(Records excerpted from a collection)
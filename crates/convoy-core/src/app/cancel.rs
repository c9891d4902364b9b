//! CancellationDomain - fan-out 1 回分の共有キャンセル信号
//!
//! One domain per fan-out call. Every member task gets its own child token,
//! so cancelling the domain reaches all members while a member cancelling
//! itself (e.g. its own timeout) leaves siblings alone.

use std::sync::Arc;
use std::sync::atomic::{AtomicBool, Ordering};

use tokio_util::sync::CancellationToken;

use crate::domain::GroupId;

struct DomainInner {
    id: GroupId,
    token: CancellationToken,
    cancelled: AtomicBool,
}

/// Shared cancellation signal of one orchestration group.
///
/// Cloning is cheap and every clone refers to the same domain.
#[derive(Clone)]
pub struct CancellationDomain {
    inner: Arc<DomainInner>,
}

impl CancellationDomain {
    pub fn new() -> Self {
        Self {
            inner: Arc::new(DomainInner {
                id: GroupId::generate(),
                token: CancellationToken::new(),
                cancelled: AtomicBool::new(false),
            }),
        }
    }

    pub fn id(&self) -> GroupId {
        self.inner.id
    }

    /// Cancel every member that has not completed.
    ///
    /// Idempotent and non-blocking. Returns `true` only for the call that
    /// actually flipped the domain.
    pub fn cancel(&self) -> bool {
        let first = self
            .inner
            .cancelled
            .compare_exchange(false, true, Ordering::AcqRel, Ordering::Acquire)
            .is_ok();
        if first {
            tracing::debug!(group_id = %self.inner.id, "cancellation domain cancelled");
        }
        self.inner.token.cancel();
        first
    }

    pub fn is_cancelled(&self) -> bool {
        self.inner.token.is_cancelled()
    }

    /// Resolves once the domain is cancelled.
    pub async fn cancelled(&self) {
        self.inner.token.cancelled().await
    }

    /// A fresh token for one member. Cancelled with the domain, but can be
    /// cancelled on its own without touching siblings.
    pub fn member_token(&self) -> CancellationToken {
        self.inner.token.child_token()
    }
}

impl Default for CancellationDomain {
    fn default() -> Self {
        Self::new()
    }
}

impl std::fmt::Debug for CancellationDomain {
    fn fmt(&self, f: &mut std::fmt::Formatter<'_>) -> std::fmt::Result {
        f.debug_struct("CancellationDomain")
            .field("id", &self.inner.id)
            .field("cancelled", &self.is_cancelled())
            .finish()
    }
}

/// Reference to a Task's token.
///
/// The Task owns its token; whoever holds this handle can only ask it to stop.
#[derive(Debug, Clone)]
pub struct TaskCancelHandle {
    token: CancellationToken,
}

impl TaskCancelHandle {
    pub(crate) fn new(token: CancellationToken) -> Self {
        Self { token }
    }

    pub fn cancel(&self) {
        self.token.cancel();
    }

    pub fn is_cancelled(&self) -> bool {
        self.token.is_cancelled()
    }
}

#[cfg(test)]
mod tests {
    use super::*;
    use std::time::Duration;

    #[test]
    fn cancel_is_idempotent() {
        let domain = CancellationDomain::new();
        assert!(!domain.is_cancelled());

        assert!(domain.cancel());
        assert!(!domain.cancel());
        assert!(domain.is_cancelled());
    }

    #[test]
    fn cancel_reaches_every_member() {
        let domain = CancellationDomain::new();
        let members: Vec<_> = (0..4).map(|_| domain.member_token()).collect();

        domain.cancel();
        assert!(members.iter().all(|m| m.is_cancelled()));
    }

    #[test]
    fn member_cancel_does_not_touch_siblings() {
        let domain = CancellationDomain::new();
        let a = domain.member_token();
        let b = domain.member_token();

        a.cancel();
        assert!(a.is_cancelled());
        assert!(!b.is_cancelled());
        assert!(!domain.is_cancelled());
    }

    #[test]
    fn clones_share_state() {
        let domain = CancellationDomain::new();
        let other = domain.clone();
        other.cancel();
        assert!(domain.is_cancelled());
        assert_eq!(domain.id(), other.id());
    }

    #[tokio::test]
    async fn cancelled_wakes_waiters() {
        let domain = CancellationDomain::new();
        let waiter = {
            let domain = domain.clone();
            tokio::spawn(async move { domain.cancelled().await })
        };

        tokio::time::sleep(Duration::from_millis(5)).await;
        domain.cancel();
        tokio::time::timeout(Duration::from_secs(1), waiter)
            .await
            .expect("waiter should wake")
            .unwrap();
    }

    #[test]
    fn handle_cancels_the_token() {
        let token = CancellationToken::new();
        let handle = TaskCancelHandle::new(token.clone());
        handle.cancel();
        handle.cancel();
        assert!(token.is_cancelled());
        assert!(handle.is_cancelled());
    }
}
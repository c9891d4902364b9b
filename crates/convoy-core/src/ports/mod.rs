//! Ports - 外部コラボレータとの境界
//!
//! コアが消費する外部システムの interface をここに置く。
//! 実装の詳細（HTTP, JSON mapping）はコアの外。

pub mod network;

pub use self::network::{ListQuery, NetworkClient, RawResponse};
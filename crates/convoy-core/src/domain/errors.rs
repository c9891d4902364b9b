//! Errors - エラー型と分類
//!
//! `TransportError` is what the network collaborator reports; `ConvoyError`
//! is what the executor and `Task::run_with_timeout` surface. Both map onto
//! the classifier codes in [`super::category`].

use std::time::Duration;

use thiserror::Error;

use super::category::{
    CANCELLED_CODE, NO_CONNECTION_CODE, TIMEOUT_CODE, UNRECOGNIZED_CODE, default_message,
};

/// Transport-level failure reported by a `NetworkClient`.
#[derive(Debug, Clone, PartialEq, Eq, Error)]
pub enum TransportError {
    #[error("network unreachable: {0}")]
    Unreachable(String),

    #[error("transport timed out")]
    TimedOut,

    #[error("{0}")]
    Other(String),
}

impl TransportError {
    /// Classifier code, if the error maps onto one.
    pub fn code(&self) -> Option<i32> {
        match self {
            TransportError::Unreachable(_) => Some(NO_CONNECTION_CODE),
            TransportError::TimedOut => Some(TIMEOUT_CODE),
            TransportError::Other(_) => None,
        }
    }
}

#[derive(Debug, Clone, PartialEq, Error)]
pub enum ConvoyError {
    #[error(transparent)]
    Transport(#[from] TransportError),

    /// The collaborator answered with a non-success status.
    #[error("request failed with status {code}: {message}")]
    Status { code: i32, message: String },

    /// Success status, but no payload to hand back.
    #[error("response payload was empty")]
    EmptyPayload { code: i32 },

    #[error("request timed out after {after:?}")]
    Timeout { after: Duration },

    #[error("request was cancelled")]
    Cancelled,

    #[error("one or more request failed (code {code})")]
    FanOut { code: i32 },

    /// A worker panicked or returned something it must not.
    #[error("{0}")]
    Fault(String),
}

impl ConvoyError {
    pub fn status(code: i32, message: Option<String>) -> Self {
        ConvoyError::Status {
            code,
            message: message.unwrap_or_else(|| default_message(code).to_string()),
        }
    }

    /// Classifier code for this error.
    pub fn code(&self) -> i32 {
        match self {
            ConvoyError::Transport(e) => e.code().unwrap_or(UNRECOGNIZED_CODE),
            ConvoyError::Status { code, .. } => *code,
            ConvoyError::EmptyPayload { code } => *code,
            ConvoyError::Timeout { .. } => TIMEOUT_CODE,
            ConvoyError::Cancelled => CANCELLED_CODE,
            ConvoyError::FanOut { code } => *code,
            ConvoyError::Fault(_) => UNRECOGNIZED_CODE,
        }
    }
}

- _WORK REQUIRED_
Send back all of the entries exactly, with nothing missing.

- _SOLUTION_
filename crates/convoy-core/src/app/cancel.rs
repository c9891d4902364b9b
//! CancellationDomain - fan-out 1 回分の共有キャンセル信号
//!
//! One domain per fan-out call. Every member task gets its own child token,
//! so cancelling the domain reaches all members while a member cancelling
//! itself (e.g. its own timeout) leaves siblings alone.

use std::sync::Arc;
use std::sync::atomic::{AtomicBool, Ordering};

use tokio_util::sync::CancellationToken;

use crate::domain::GroupId;

struct DomainInner {
    id: GroupId,
    token: CancellationToken,
    cancelled: AtomicBool,
}

/// Shared cancellation signal of one orchestration group.
///
/// Cloning is cheap and every clone refers to the same domain.
#[derive(Clone)]
pub struct CancellationDomain {
    inner: Arc<DomainInner>,
}

impl CancellationDomain {
    pub fn new() -> Self {
        Self {
            inner: Arc::new(DomainInner {
                id: GroupId::generate(),
                token: CancellationToken::new(),
                cancelled: AtomicBool::new(false),
            }),
        }
    }

    pub fn id(&self) -> GroupId {
        self.inner.id
    }

    /// Cancel every member that has not completed.
    ///
    /// Idempotent and non-blocking. Returns `true` only for the call that
    /// actually flipped the domain.
    pub fn cancel(&self) -> bool {
        let first = self
            .inner
            .cancelled
            .compare_exchange(false, true, Ordering::AcqRel, Ordering::Acquire)
            .is_ok();
        if first {
            tracing::debug!(group_id = %self.inner.id, "cancellation domain cancelled");
        }
        self.inner.token.cancel();
        first
    }

    pub fn is_cancelled(&self) -> bool {
        self.inner.token.is_cancelled()
    }

    /// Resolves once the domain is cancelled.
    pub async fn cancelled(&self) {
        self.inner.token.cancelled().await
    }

    /// A fresh token for one member. Cancelled with the domain, but can be
    /// cancelled on its own without touching siblings.
    pub fn member_token(&self) -> CancellationToken {
        self.inner.token.child_token()
    }
}

impl Default for CancellationDomain {
    fn default() -> Self {
        Self::new()
    }
}

impl std::fmt::Debug for CancellationDomain {
    fn fmt(&self, f: &mut std::fmt::Formatter<'_>) -> std::fmt::Result {
        f.debug_struct("CancellationDomain")
            .field("id", &self.inner.id)
            .field("cancelled", &self.is_cancelled())
            .finish()
    }
}

/// Reference to a Task's token.
///
/// The Task owns its token; whoever holds this handle can only ask it to stop.
#[derive(Debug, Clone)]
pub struct TaskCancelHandle {
    token: CancellationToken,
}

impl TaskCancelHandle {
    pub(crate) fn new(token: CancellationToken) -> Self {
        Self { token }
    }

    pub fn cancel(&self) {
        self.token.cancel();
    }

    pub fn is_cancelled(&self) -> bool {
        self.token.is_cancelled()
    }
}

#[cfg(test)]
mod tests {
    use super::*;
    use std::time::Duration;

    #[test]
    fn cancel_is_idempotent() {
        let domain = CancellationDomain::new();
        assert!(!domain.is_cancelled());

        assert!(domain.cancel());
        assert!(!domain.cancel());
        assert!(domain.is_cancelled());
    }

    #[test]
    fn cancel_reaches_every_member() {
        let domain = CancellationDomain::new();
        let members: Vec<_> = (0..4).map(|_| domain.member_token()).collect();

        domain.cancel();
        assert!(members.iter().all(|m| m.is_cancelled()));
    }

    #[test]
    fn member_cancel_does_not_touch_siblings() {
        let domain = CancellationDomain::new();
        let a = domain.member_token();
        let b = domain.member_token();

        a.cancel();
        assert!(a.is_cancelled());
        assert!(!b.is_cancelled());
        assert!(!domain.is_cancelled());
    }

    #[test]
    fn clones_share_state() {
        let domain = CancellationDomain::new();
        let other = domain.clone();
        other.cancel();
        assert!(domain.is_cancelled());
        assert_eq!(domain.id(), other.id());
    }

    #[tokio::test]
    async fn cancelled_wakes_waiters() {
        let domain = CancellationDomain::new();
        let waiter = {
            let domain = domain.clone();
            tokio::spawn(async move { domain.cancelled().await })
        };

        tokio::time::sleep(Duration::from_millis(5)).await;
        domain.cancel();
        tokio::time::timeout(Duration::from_secs(1), waiter)
            .await
            .expect("waiter should wake")
            .unwrap();
    }

    #[test]
    fn handle_cancels_the_token() {
        let token = CancellationToken::new();
        let handle = TaskCancelHandle::new(token.clone());
        handle.cancel();
        handle.cancel();
        assert!(token.is_cancelled());
        assert!(handle.is_cancelled());
    }
}
repository c9891d4902364b9b
filename crates/convoy-core/src/ports/mod.rs
//! Ports - 外部コラボレータとの境界
//!
//! コアが消費する外部システムの interface をここに置く。
//! 実装の詳細（HTTP, JSON mapping）はコアの外。

pub mod network;

pub use self::network::{ListQuery, NetworkClient, RawResponse};
filename crates/convoy-core/src/domain/errors.rs
repository c9891d4902364b9b
//! Errors - エラー型と分類
//!
//! `TransportError` is what the network collaborator reports; `ConvoyError`
//! is what the executor and `Task::run_with_timeout` surface. Both map onto
//! the classifier codes in [`super::category`].

use std::time::Duration;

use thiserror::Error;

use super::category::{
    CANCELLED_CODE, NO_CONNECTION_CODE, TIMEOUT_CODE, UNRECOGNIZED_CODE, default_message,
};

/// Transport-level failure reported by a `NetworkClient`.
#[derive(Debug, Clone, PartialEq, Eq, Error)]
pub enum TransportError {
    #[error("network unreachable: {0}")]
    Unreachable(String),

    #[error("transport timed out")]
    TimedOut,

    #[error("{0}")]
    Other(String),
}

impl TransportError {
    /// Classifier code, if the error maps onto one.
    pub fn code(&self) -> Option<i32> {
        match self {
            TransportError::Unreachable(_) => Some(NO_CONNECTION_CODE),
            TransportError::TimedOut => Some(TIMEOUT_CODE),
            TransportError::Other(_) => None,
        }
    }
}

#[derive(Debug, Clone, PartialEq, Error)]
pub enum ConvoyError {
    #[error(transparent)]
    Transport(#[from] TransportError),

    /// The collaborator answered with a non-success status.
    #[error("request failed with status {code}: {message}")]
    Status { code: i32, message: String },

    /// Success status, but no payload to hand back.
    #[error("response payload was empty")]
    EmptyPayload { code: i32 },

    #[error("request timed out after {after:?}")]
    Timeout { after: Duration },

    #[error("request was cancelled")]
    Cancelled,

    #[error("one or more request failed (code {code})")]
    FanOut { code: i32 },

    /// A worker panicked or returned something it must not.
    #[error("{0}")]
    Fault(String),
}

impl ConvoyError {
    pub fn status(code: i32, message: Option<String>) -> Self {
        ConvoyError::Status {
            code,
            message: message.unwrap_or_else(|| default_message(code).to_string()),
        }
    }

    /// Classifier code for this error.
    pub fn code(&self) -> i32 {
        match self {
            ConvoyError::Transport(e) => e.code().unwrap_or(UNRECOGNIZED_CODE),
            ConvoyError::Status { code, .. } => *code,
            ConvoyError::EmptyPayload { code } => *code,
            ConvoyError::Timeout { .. } => TIMEOUT_CODE,
            ConvoyError::Cancelled => CANCELLED_CODE,
            ConvoyError::FanOut { code } => *code,
            ConvoyError::Fault(_) => UNRECOGNIZED_CODE,
        }
    }
}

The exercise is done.